Saved entries:
──────

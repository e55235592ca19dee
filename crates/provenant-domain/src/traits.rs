//! Trait definitions for storage interactions
//!
//! These traits define the boundary between the domain and persistence.
//! Implementations live in `provenant-store`.

use crate::{
    Edge, EdgeId, EdgeType, NewEdge, NewNode, NewProvenance, Node, NodeId, NodeType, Properties,
    Provenance, ProvenanceId, ReviewStatus, Target,
};
use serde::Serialize;

/// Node and edge identity and lifecycle
///
/// Implemented by the infrastructure layer (provenant-store)
pub trait GraphStore {
    /// Error type for store operations
    type Error;

    /// Create a node with a fresh identity
    fn create_node(&mut self, node: NewNode) -> Result<NodeId, Self::Error>;

    /// Create an edge; both endpoints must already exist
    fn create_edge(&mut self, edge: NewEdge) -> Result<EdgeId, Self::Error>;

    /// Get a node by ID, failing when absent
    fn get_node(&self, id: NodeId) -> Result<Node, Self::Error>;

    /// Get an edge by ID, failing when absent
    fn get_edge(&self, id: EdgeId) -> Result<Edge, Self::Error>;

    /// Replace a node's label and properties; identity and type are fixed
    fn update_node(
        &mut self,
        id: NodeId,
        label: &str,
        properties: Properties,
    ) -> Result<(), Self::Error>;

    /// Replace an edge's properties
    fn update_edge_properties(&mut self, id: EdgeId, properties: Properties)
        -> Result<(), Self::Error>;

    /// Nodes of one type, oldest first
    fn list_nodes_by_type(&self, node_type: &NodeType, limit: usize)
        -> Result<Vec<Node>, Self::Error>;

    /// Nodes with at least one provenance record from `source_id`
    fn list_nodes_by_source(&self, source_id: NodeId) -> Result<Vec<Node>, Self::Error>;

    /// Edges of one type, oldest first
    fn list_edges_by_type(&self, edge_type: &EdgeType, limit: usize)
        -> Result<Vec<Edge>, Self::Error>;

    /// Edges with at least one provenance record from `source_id`
    fn list_edges_by_source(&self, source_id: NodeId) -> Result<Vec<Edge>, Self::Error>;

    /// Edges where the node is either endpoint, oldest first
    fn list_edges_for_node(&self, node_id: NodeId) -> Result<Vec<Edge>, Self::Error>;

    /// Delete a node, its provenance, and per policy its incident edges
    fn delete_node(&mut self, id: NodeId) -> Result<(), Self::Error>;

    /// Delete an edge and its provenance
    fn delete_edge(&mut self, id: EdgeId) -> Result<(), Self::Error>;
}

/// Append-only evidence records
///
/// Implemented by the infrastructure layer (provenant-store)
pub trait ProvenanceLedger: GraphStore {
    /// Append a record for an existing node or edge
    fn create_provenance(
        &mut self,
        target: Target,
        params: NewProvenance,
    ) -> Result<ProvenanceId, Self::Error>;

    /// Get a record by ID, failing when absent
    fn get_provenance(&self, id: ProvenanceId) -> Result<Provenance, Self::Error>;

    /// All records for a target, in insertion order
    fn list_provenance_by_target(&self, target: Target) -> Result<Vec<Provenance>, Self::Error>;

    /// All records citing a source, in insertion order
    fn list_provenance_by_source(&self, source_id: NodeId)
        -> Result<Vec<Provenance>, Self::Error>;

    /// Set the review status of one record
    fn update_provenance_status(
        &mut self,
        id: ProvenanceId,
        status: ReviewStatus,
    ) -> Result<(), Self::Error>;

    /// Set the review status of every record for a target, regardless of
    /// modality; returns how many records the target has
    fn update_provenance_status_by_target(
        &mut self,
        target: Target,
        status: ReviewStatus,
    ) -> Result<usize, Self::Error>;

    /// Hard-delete one record
    fn delete_provenance(&mut self, id: ProvenanceId) -> Result<(), Self::Error>;
}

/// Creation of an element together with its first evidence record
///
/// Either both rows are written or neither is.
pub trait AtomicGraph: ProvenanceLedger {
    /// Create a node and its first provenance record in one unit
    fn create_node_with_provenance(
        &mut self,
        node: NewNode,
        provenance: NewProvenance,
    ) -> Result<(NodeId, ProvenanceId), Self::Error>;

    /// Create an edge and its first provenance record in one unit
    fn create_edge_with_provenance(
        &mut self,
        edge: NewEdge,
        provenance: NewProvenance,
    ) -> Result<(EdgeId, ProvenanceId), Self::Error>;

    /// Create a node whose first provenance record cites the node itself
    ///
    /// Used for document nodes. `provenance.source_id` is replaced with the
    /// new node's id; both writes land or neither does.
    fn create_self_sourced_node(
        &mut self,
        node: NewNode,
        provenance: NewProvenance,
    ) -> Result<(NodeId, ProvenanceId), Self::Error>;
}

/// Element counts
#[derive(Debug, Clone, Copy, Default, PartialEq, Eq, Serialize)]
pub struct GraphCounts {
    /// Number of nodes
    pub nodes: u64,
    /// Number of edges
    pub edges: u64,
    /// Number of provenance records
    pub provenance: u64,
}

/// A stored payload that no longer decodes
#[derive(Debug, Clone, PartialEq, Eq, Serialize)]
pub struct CorruptPayload {
    /// Element or record holding the payload
    pub owner: String,
    /// Column that failed to decode
    pub field: &'static str,
    /// Decoder message
    pub error: String,
}

/// Integrity queries used by the reconciliation sweep
///
/// Everything here is read-only. Findings are reported, never repaired.
pub trait GraphAudit: GraphStore {
    /// Nodes with zero provenance records, oldest first
    fn find_orphaned_nodes(&self, limit: usize) -> Result<Vec<Node>, Self::Error>;

    /// Edges with zero provenance records, oldest first
    fn find_orphaned_edges(&self, limit: usize) -> Result<Vec<Edge>, Self::Error>;

    /// Edges whose endpoints no longer exist
    fn find_dangling_edges(&self, limit: usize) -> Result<Vec<EdgeId>, Self::Error>;

    /// Property and location payloads that fail strict decoding
    fn find_corrupt_payloads(&self, limit: usize) -> Result<Vec<CorruptPayload>, Self::Error>;

    /// Current element counts
    fn counts(&self) -> Result<GraphCounts, Self::Error>;
}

──────

* **Work order**
Line count for "zero": give the number of lines in the data above that include it, and nothing else.

* **Task response**
2